Soon after I brought in the morning paper, a big sucker hole opened in the clouds. I didn’t believe the sun would long shine through that hole, not with solid rain in the forecast. I baked a batch of scones, drank some coffee, and contemplated the day ahead.
Yet the more I looked out the window, the more that the hole felt like a promise of clear skies, not rain. I put Terrapin on the roof of the car and cruised down to the river for a loop around Ross Island.
Once on the water, I rowed past athletic-looking scullers in shells and teams of dragon boaters slogging between the northern tip of the island and downtown. Continuing around the back side of the island, which tends to be quiet, I didn’t see a soul until I reached the houseboats on the south end. There I stopped to shed a layer; the sun seemed to be vanquishing the clouds, and it was starting to feel surprisingly warm for the end of October.
As I glanced towards the west side of the river, I spotted something unusual in the distance. Was it a group of people, or maybe giant ants? Whatever they were, they were numerous and dark.
“Do-gooders,” I concluded, “cleaning up that beach over there.”
Then I saw the fire boat. It was heading towards Willamette Park, squirting jets of water skyward. This was no ordinary clean up. Maybe it was an amphibious force? It was something interesting for certain, I thought, rowing a little faster.
As I drew closer, the tall shapes came into focus: Witches! Dozens of them emerging from the park on paddleboards.
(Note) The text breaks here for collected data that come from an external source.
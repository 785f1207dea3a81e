//! Observable holder for a running simulation session.

use std::sync::Arc;

use thiserror::Error;
use tokio::sync::watch;

use crate::domain::{CellState, GameOfLifeAlgorithm, StepError};

pub const DEFAULT_GENERATIONS_PER_STEP: u32 = 1;
pub const DEFAULT_TARGET_STEPS_PER_SECOND: f64 = 60.0;

#[derive(Debug, Clone, PartialEq, Error)]
pub enum StateError {
    #[error("generations per step must be at least 1")]
    ZeroGenerationsPerStep,

    #[error("target steps per second must be a positive finite number, got {0}")]
    InvalidTargetRate(f64),
}

#[derive(Debug, Clone, Copy, PartialEq)]
pub enum EvolutionStatus {
    Paused,
    Running { average_generations_per_second: f64 },
}

impl EvolutionStatus {
    pub fn average_generations_per_second(&self) -> Option<f64> {
        match self {
            EvolutionStatus::Paused => None,
            EvolutionStatus::Running {
                average_generations_per_second,
            } => Some(*average_generations_per_second),
        }
    }
}

/// Everything a consumer sees at one instant. Replaced as a whole on every
/// update, so the cell state and status always belong together.
#[derive(Debug, Clone)]
pub struct TemporalSnapshot {
    pub cell_state: CellState,
    pub is_running: bool,
    pub generations_per_step: u32,
    pub target_steps_per_second: f64,
    pub status: EvolutionStatus,
    /// Generations advanced since the last restart
    pub generation: u64,
    /// Bumped by every external cell-state write
    pub(crate) cell_state_version: u64,
    /// Bumped by every pause and every resume
    pub(crate) run_epoch: u64,
}

impl TemporalSnapshot {
    fn new(cell_state: CellState) -> Self {
        Self {
            cell_state,
            is_running: false,
            generations_per_step: DEFAULT_GENERATIONS_PER_STEP,
            target_steps_per_second: DEFAULT_TARGET_STEPS_PER_SECOND,
            status: EvolutionStatus::Paused,
            generation: 0,
            cell_state_version: 0,
            run_epoch: 0,
        }
    }
}

fn validate_rate(target_steps_per_second: f64) -> Result<f64, StateError> {
    if target_steps_per_second.is_finite() && target_steps_per_second > 0.0 {
        Ok(target_steps_per_second)
    } else {
        Err(StateError::InvalidTargetRate(target_steps_per_second))
    }
}

/// Shared handle to a simulation session.
///
/// Clones refer to the same session. Every write goes through one
/// `watch` channel lock, and subscribers are woken after each one.
#[derive(Clone, Debug)]
pub struct TemporalGameOfLifeState {
    sender: Arc<watch::Sender<TemporalSnapshot>>,
}

impl TemporalGameOfLifeState {
    pub fn new(cell_state: CellState) -> Self {
        let (sender, _) = watch::channel(TemporalSnapshot::new(cell_state));
        Self {
            sender: Arc::new(sender),
        }
    }

    pub fn with_settings(
        cell_state: CellState,
        generations_per_step: u32,
        target_steps_per_second: f64,
    ) -> Result<Self, StateError> {
        let state = Self::new(cell_state);
        state.set_generations_per_step(generations_per_step)?;
        state.set_target_steps_per_second(target_steps_per_second)?;
        Ok(state)
    }

    pub fn snapshot(&self) -> TemporalSnapshot {
        self.sender.borrow().clone()
    }

    pub fn subscribe(&self) -> watch::Receiver<TemporalSnapshot> {
        self.sender.subscribe()
    }

    pub fn cell_state(&self) -> CellState {
        self.sender.borrow().cell_state.clone()
    }

    pub fn is_running(&self) -> bool {
        self.sender.borrow().is_running
    }

    pub fn generations_per_step(&self) -> u32 {
        self.sender.borrow().generations_per_step
    }

    pub fn target_steps_per_second(&self) -> f64 {
        self.sender.borrow().target_steps_per_second
    }

    pub fn status(&self) -> EvolutionStatus {
        self.sender.borrow().status
    }

    pub fn generation(&self) -> u64 {
        self.sender.borrow().generation
    }

    /// Replace the cell state. A driver tick computed from the old state is discarded.
    pub fn set_cell_state(&self, cell_state: CellState) {
        self.sender.send_modify(|snapshot| {
            snapshot.cell_state = cell_state;
            snapshot.cell_state_version += 1;
        });
    }

    /// Edit the cell state atomically with respect to driver publishes
    pub fn update_cell_state(&self, edit: impl FnOnce(&CellState) -> CellState) {
        self.sender.send_modify(|snapshot| {
            snapshot.cell_state = edit(&snapshot.cell_state);
            snapshot.cell_state_version += 1;
        });
    }

    /// Load a new pattern and reset the generation counter
    pub fn restart(&self, cell_state: CellState) {
        self.sender.send_modify(|snapshot| {
            snapshot.cell_state = cell_state;
            snapshot.generation = 0;
            snapshot.cell_state_version += 1;
        });
    }

    pub fn set_is_running(&self, is_running: bool) {
        self.sender.send_if_modified(|snapshot| {
            if snapshot.is_running == is_running {
                return false;
            }
            snapshot.is_running = is_running;
            snapshot.run_epoch += 1;
            snapshot.status = if is_running {
                EvolutionStatus::Running {
                    average_generations_per_second: 0.0,
                }
            } else {
                EvolutionStatus::Paused
            };
            true
        });
    }

    pub fn toggle_running(&self) {
        self.set_is_running(!self.is_running());
    }

    pub fn set_generations_per_step(&self, generations_per_step: u32) -> Result<(), StateError> {
        if generations_per_step == 0 {
            return Err(StateError::ZeroGenerationsPerStep);
        }
        self.sender
            .send_modify(|snapshot| snapshot.generations_per_step = generations_per_step);
        Ok(())
    }

    pub fn set_target_steps_per_second(&self, target_steps_per_second: f64) -> Result<(), StateError> {
        let target = validate_rate(target_steps_per_second)?;
        self.sender
            .send_modify(|snapshot| snapshot.target_steps_per_second = target);
        Ok(())
    }

    /// Advance one step synchronously with `algorithm`, outside any driver
    pub fn step_with(&self, algorithm: &dyn GameOfLifeAlgorithm) -> Result<u64, StepError> {
        let (input, generations) = {
            let snapshot = self.sender.borrow();
            (snapshot.cell_state.clone(), snapshot.generations_per_step)
        };
        let next = algorithm.advance(&input, generations)?;
        self.sender.send_modify(|snapshot| {
            snapshot.cell_state = next;
            snapshot.generation += u64::from(generations);
            snapshot.cell_state_version += 1;
        });
        Ok(u64::from(generations))
    }

    /// Publish a driver tick unless `accept` rejects the current snapshot
    pub(crate) fn publish_if(
        &self,
        accept: impl FnOnce(&TemporalSnapshot) -> bool,
        publish: impl FnOnce(&mut TemporalSnapshot),
    ) -> bool {
        self.sender.send_if_modified(|snapshot| {
            if !accept(snapshot) {
                return false;
            }
            publish(snapshot);
            true
        })
    }

    /// Take and release the state lock once
    pub(crate) fn synchronize(&self) {
        self.sender.send_if_modified(|_| false);
    }
}

impl Default for TemporalGameOfLifeState {
    fn default() -> Self {
        Self::new(CellState::empty())
    }
}

#[cfg(test)]
mod tests {
    use super::*;
    use crate::domain::{Algorithm, presets};

    #[test]
    fn test_defaults() {
        let state = TemporalGameOfLifeState::default();
        assert!(!state.is_running());
        assert_eq!(state.generations_per_step(), 1);
        assert_eq!(state.target_steps_per_second(), 60.0);
        assert_eq!(state.status(), EvolutionStatus::Paused);
        assert!(state.cell_state().is_empty());
    }

    #[test]
    fn test_running_flag_drives_status() {
        let state = TemporalGameOfLifeState::default();
        state.set_is_running(true);
        assert_eq!(
            state.status(),
            EvolutionStatus::Running {
                average_generations_per_second: 0.0
            }
        );
        state.toggle_running();
        assert_eq!(state.status(), EvolutionStatus::Paused);
        assert_eq!(state.status().average_generations_per_second(), None);
    }

    #[test]
    fn test_setters_reject_invalid_values() {
        let state = TemporalGameOfLifeState::default();
        assert_eq!(
            state.set_generations_per_step(0),
            Err(StateError::ZeroGenerationsPerStep)
        );
        assert!(state.set_target_steps_per_second(0.0).is_err());
        assert!(state.set_target_steps_per_second(-3.0).is_err());
        assert!(state.set_target_steps_per_second(f64::NAN).is_err());
        assert!(state.set_target_steps_per_second(f64::INFINITY).is_err());
        assert_eq!(state.generations_per_step(), 1);
        assert_eq!(state.target_steps_per_second(), 60.0);

        state.set_generations_per_step(4).unwrap();
        state.set_target_steps_per_second(0.5).unwrap();
        assert_eq!(state.generations_per_step(), 4);
        assert_eq!(state.target_steps_per_second(), 0.5);
    }

    #[test]
    fn test_clones_share_the_session() {
        let state = TemporalGameOfLifeState::default();
        let other = state.clone();
        other.set_cell_state(presets::block().cell_state());
        assert_eq!(state.cell_state(), presets::block().cell_state());
    }

    #[test]
    fn test_external_writes_bump_version() {
        let state = TemporalGameOfLifeState::default();
        let before = state.snapshot().cell_state_version;
        state.update_cell_state(|cells| cells.with_cell(crate::domain::Coordinate::new(1, 1), true));
        state.restart(CellState::empty());
        assert_eq!(state.snapshot().cell_state_version, before + 2);

        // Settings changes leave the version alone
        state.set_generations_per_step(2).unwrap();
        state.set_is_running(true);
        assert_eq!(state.snapshot().cell_state_version, before + 2);
    }

    #[test]
    fn test_run_epoch_counts_real_transitions() {
        let state = TemporalGameOfLifeState::default();
        let start = state.snapshot().run_epoch;
        state.set_is_running(false);
        assert_eq!(state.snapshot().run_epoch, start);

        state.set_is_running(true);
        state.set_is_running(true);
        state.set_is_running(false);
        state.set_is_running(true);
        assert_eq!(state.snapshot().run_epoch, start + 3);
        assert!(state.is_running());
    }

    #[test]
    fn test_step_with_advances_counter() {
        let state = TemporalGameOfLifeState::new(presets::blinker().cell_state());
        state.set_generations_per_step(3).unwrap();
        let algorithm = Algorithm::Naive.build(0);
        assert_eq!(state.step_with(algorithm.as_ref()), Ok(3));
        assert_eq!(state.generation(), 3);
        assert_ne!(state.cell_state(), presets::blinker().cell_state());

        state.restart(presets::blinker().cell_state());
        assert_eq!(state.generation(), 0);
    }

    #[tokio::test]
    async fn test_subscribers_see_whole_snapshots() {
        let state = TemporalGameOfLifeState::default();
        let mut rx = state.subscribe();
        state.set_cell_state(presets::glider().cell_state());
        rx.changed().await.unwrap();
        let seen = rx.borrow_and_update().clone();
        assert_eq!(seen.cell_state, presets::glider().cell_state());
        assert!(!seen.is_running);
    }
}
Tall witches, short witches, witches with small children at their feet–even a warlock or two. More and more of them streamed downriver, at least two hundred by my count. And despite the myths, these witches demonstrated no fear of water.
I rowed among them, listening to their hoots and cackles. The sky stayed clear for the rest of the morning- -certainly until the coven reached downtown.
I’ll never know if those witches magicked that sunny, sucker hole in the clouds to light their Halloween procession or not. But the people who didn’t get out on the water were the real suckers that day; because it rained cats and dogs all night.